The name of the brand is inspired by Lake Lummenne in Kuhmoinen, Central Finland.

== Sustainability ==
Between 2007 and 2019, Lumene reduced their water usage in their products by 40 percent. Their products contain sustainable Arctic Spring Water. The water is filtered through sand and gravel layers before being collected from a hole in the ice. The water has low mineral content, making it a neutral base for other active ingredients.

In 2010, the company began a WaterSmart program to help reduce water consumption. Between 2007 and 2019, Lumene reduced the use of water in their production by 40 percent.

in 2021, Lumene replaced microplastics in its exfoliating products with Finnish birch bark.

== History ==
Lumene was founded in 1970 by the Finnish pharmaceutical company Orion-yhtymä Oy as a cosmetics brand inspired by Nordic nature, with its name derived from Lake Lummenne in Central Finland. The brand became Finland’s market leader within just three years of its launch, and gained recognition for its use of Finnish natural ingredients such as Arctic berry oils and spring water.

Throughout the 1970s and 1980s, Lumene expanded its product range and began exporting to neighboring Sweden and later to other international markets. By the late 1990s, the brand had broadened its export footprint to include Russia, the Baltic countries, and the US, and was known for products leveraging native botanicals and wild berries.

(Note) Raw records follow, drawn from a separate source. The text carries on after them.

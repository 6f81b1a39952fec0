//! Rendering engine facade and its event vocabulary.
//!
//! The session never reaches into an engine instance directly; it only
//! uses the vetted operations of [`CanvasEngine`] and listens to the
//! [`EngineEvent`]s the engine publishes on its bus.

use crate::error::{EngineError, WireError};
use crate::events::EventBus;
use crate::id::ElementId;
use crate::model::{Document, Element, Geometry, Viewport};
use kurbo::{Point, Rect, Vec2};
use serde_json::Value;
use smallvec::SmallVec;

/// Ids carried by selection events. Most selections are one or two elements.
pub type ElementIds = SmallVec<[ElementId; 4]>;

/// What happened on the engine side.
#[derive(Debug, Clone, PartialEq)]
pub enum EngineEventKind {
    ElementAdded { id: ElementId },
    ElementRemoved { id: ElementId },
    /// Fired after a gesture ends, and also after a plain click that
    /// moved nothing. Carries the element's geometry after the fact.
    ElementModified { id: ElementId, geometry: Geometry },
    ElementReordered { id: ElementId },
    Moving { id: ElementId },
    Scaling { id: ElementId },
    Rotating { id: ElementId },
    PointerDown { target: Option<ElementId>, point: Point },
    PointerUp { target: Option<ElementId>, point: Point },
    PointerMove { point: Point },
    PointerOver { target: Option<ElementId> },
    PointerOut { target: Option<ElementId> },
    DoubleClick { target: Option<ElementId>, point: Point },
    SelectionCreated { ids: ElementIds },
    SelectionUpdated { ids: ElementIds },
    SelectionCleared,
    TextEditingEntered { id: ElementId },
    TextEditingExited { id: ElementId },
    /// The asynchronous load started by `load_document` has completed.
    DocumentLoaded,
}

/// An engine event stamped with the engine clock (milliseconds).
#[derive(Debug, Clone, PartialEq)]
pub struct EngineEvent {
    pub time_ms: f64,
    pub kind: EngineEventKind,
}

impl EngineEvent {
    pub fn new(time_ms: f64, kind: EngineEventKind) -> Self {
        Self { time_ms, kind }
    }

    pub fn wire_name(&self) -> &'static str {
        self.kind.wire_name()
    }

    /// Decode an event from its wire name and JSON payload.
    pub fn from_wire(name: &str, payload: &Value, time_ms: f64) -> Result<Self, WireError> {
        EngineEventKind::from_wire(name, payload).map(|kind| Self::new(time_ms, kind))
    }
}

impl EngineEventKind {
    pub fn wire_name(&self) -> &'static str {
        match self {
            EngineEventKind::ElementAdded { .. } => "element:added",
            EngineEventKind::ElementRemoved { .. } => "element:removed",
            EngineEventKind::ElementModified { .. } => "element:modified",
            EngineEventKind::ElementReordered { .. } => "element:reordered",
            EngineEventKind::Moving { .. } => "element:moving",
            EngineEventKind::Scaling { .. } => "element:scaling",
            EngineEventKind::Rotating { .. } => "element:rotating",
            EngineEventKind::PointerDown { .. } => "pointer:down",
            EngineEventKind::PointerUp { .. } => "pointer:up",
            EngineEventKind::PointerMove { .. } => "pointer:move",
            EngineEventKind::PointerOver { .. } => "pointer:over",
            EngineEventKind::PointerOut { .. } => "pointer:out",
            EngineEventKind::DoubleClick { .. } => "pointer:dblclick",
            EngineEventKind::SelectionCreated { .. } => "selection:created",
            EngineEventKind::SelectionUpdated { .. } => "selection:updated",
            EngineEventKind::SelectionCleared => "selection:cleared",
            EngineEventKind::TextEditingEntered { .. } => "text-edit:entered",
            EngineEventKind::TextEditingExited { .. } => "text-edit:exited",
            EngineEventKind::DocumentLoaded => "document:loaded",
        }
    }

    /// Hover events. They never reach the classifier.
    pub fn is_hover(&self) -> bool {
        matches!(
            self,
            EngineEventKind::PointerOver { .. } | EngineEventKind::PointerOut { .. }
        )
    }

    pub fn from_wire(name: &str, payload: &Value) -> Result<Self, WireError> {
        let kind = match name {
            "element:added" => EngineEventKind::ElementAdded {
                id: wire_id(payload, "element:added")?,
            },
            "element:removed" => EngineEventKind::ElementRemoved {
                id: wire_id(payload, "element:removed")?,
            },
            "element:modified" => EngineEventKind::ElementModified {
                id: wire_id(payload, "element:modified")?,
                geometry: wire_geometry(payload, "element:modified")?,
            },
            "element:reordered" => EngineEventKind::ElementReordered {
                id: wire_id(payload, "element:reordered")?,
            },
            "element:moving" => EngineEventKind::Moving {
                id: wire_id(payload, "element:moving")?,
            },
            "element:scaling" => EngineEventKind::Scaling {
                id: wire_id(payload, "element:scaling")?,
            },
            "element:rotating" => EngineEventKind::Rotating {
                id: wire_id(payload, "element:rotating")?,
            },
            "pointer:down" => EngineEventKind::PointerDown {
                target: wire_target(payload),
                point: wire_point(payload),
            },
            "pointer:up" => EngineEventKind::PointerUp {
                target: wire_target(payload),
                point: wire_point(payload),
            },
            "pointer:move" => EngineEventKind::PointerMove {
                point: wire_point(payload),
            },
            "pointer:over" => EngineEventKind::PointerOver {
                target: wire_target(payload),
            },
            "pointer:out" => EngineEventKind::PointerOut {
                target: wire_target(payload),
            },
            "pointer:dblclick" => EngineEventKind::DoubleClick {
                target: wire_target(payload),
                point: wire_point(payload),
            },
            "selection:created" => EngineEventKind::SelectionCreated {
                ids: wire_ids(payload, "selection:created")?,
            },
            "selection:updated" => EngineEventKind::SelectionUpdated {
                ids: wire_ids(payload, "selection:updated")?,
            },
            "selection:cleared" => EngineEventKind::SelectionCleared,
            "text-edit:entered" => EngineEventKind::TextEditingEntered {
                id: wire_id(payload, "text-edit:entered")?,
            },
            "text-edit:exited" => EngineEventKind::TextEditingExited {
                id: wire_id(payload, "text-edit:exited")?,
            },
            "document:loaded" => EngineEventKind::DocumentLoaded,
            other => return Err(WireError::UnknownEvent(other.to_string())),
        };
        Ok(kind)
    }
}

fn wire_id(payload: &Value, event: &'static str) -> Result<ElementId, WireError> {
    payload
        .get("id")
        .and_then(Value::as_str)
        .map(ElementId::intern)
        .ok_or(WireError::MissingField { event, field: "id" })
}

fn wire_target(payload: &Value) -> Option<ElementId> {
    payload
        .get("target")
        .and_then(Value::as_str)
        .map(ElementId::intern)
}

fn wire_point(payload: &Value) -> Point {
    let coord = |key: &str| payload.get(key).and_then(Value::as_f64).unwrap_or(0.0);
    Point::new(coord("x"), coord("y"))
}

fn wire_geometry(payload: &Value, event: &'static str) -> Result<Geometry, WireError> {
    let raw = payload.get("geometry").ok_or(WireError::MissingField {
        event,
        field: "geometry",
    })?;
    serde_json::from_value(raw.clone()).map_err(|source| WireError::Payload { event, source })
}

fn wire_ids(payload: &Value, event: &'static str) -> Result<ElementIds, WireError> {
    let raw = payload
        .get("ids")
        .and_then(Value::as_array)
        .ok_or(WireError::MissingField { event, field: "ids" })?;
    Ok(raw
        .iter()
        .filter_map(Value::as_str)
        .map(ElementId::intern)
        .collect())
}

/// Z-order moves within an element's parent.
#[derive(Debug, Clone, Copy, PartialEq, Eq)]
pub enum ZOrder {
    Backward,
    Forward,
    ToBack,
    ToFront,
}

/// The vetted operations the session may perform on a rendering engine.
///
/// Implementations publish [`EngineEvent`]s on [`CanvasEngine::events`]
/// as a side effect of these calls and of user input they handle
/// themselves (pointer gestures, text editing).
pub trait CanvasEngine {
    /// Bus the engine publishes its raw events on.
    fn events(&self) -> &EventBus<EngineEvent>;

    /// Whether the underlying handle is still usable.
    fn is_live(&self) -> bool;

    /// Append elements on top of the current document.
    fn add_elements(&mut self, elements: Vec<Element>) -> Result<(), EngineError>;

    fn add_element(&mut self, element: Element) -> Result<(), EngineError> {
        self.add_elements(vec![element])
    }

    /// Remove an element (top-level or nested) and return it.
    fn remove_element(&mut self, id: ElementId) -> Result<Element, EngineError>;

    /// Remove every element.
    fn clear(&mut self);

    fn set_background(&mut self, background: Option<String>);

    /// Serialize the visible document into the portable tree.
    fn serialize(&self) -> Result<Document, EngineError>;

    /// Replace the document. Completion is reported by a
    /// [`EngineEventKind::DocumentLoaded`] event, which may arrive later.
    fn load_document(&mut self, document: Document) -> Result<(), EngineError>;

    fn element(&self, id: ElementId) -> Option<Element>;

    /// Bounding box in scene coordinates.
    fn bounding_box(&self, id: ElementId) -> Option<Rect>;

    fn viewport(&self) -> Viewport;

    fn active_selection(&self) -> Vec<ElementId>;

    fn select(&mut self, ids: &[ElementId]);

    fn clear_selection(&mut self);

    fn enter_text_editing(&mut self, id: ElementId) -> Result<(), EngineError>;

    fn exit_text_editing(&mut self);

    /// Move elements without a pointer gesture (keyboard nudges).
    fn translate_elements(&mut self, ids: &[ElementId], delta: Vec2);

    /// Change an element's z-order. Returns `false` when nothing moved.
    fn reorder(&mut self, id: ElementId, order: ZOrder) -> bool;

    /// Release the engine. Every later call is a no-op or `Disposed`.
    fn dispose(&mut self);
}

In 2003, Orion divested its cosmetics business, selling Noiro Oy (which owned Lumene) to private equity investors led by CapMan, with later co-ownership by Langholm Capital LLP. The company was renamed Lumene Oy in 2005.

In September 2021, Nordic private equity firm Verdane became majority owner of Lumene. In December 2023, Lumene acquired the Swedish self-tanning and haircare brand Ida Warg Beauty, adding to its portfolio alongside the Cutrin professional haircare brand.

In February 2025, Swedish investment company Creades became a minority shareholder.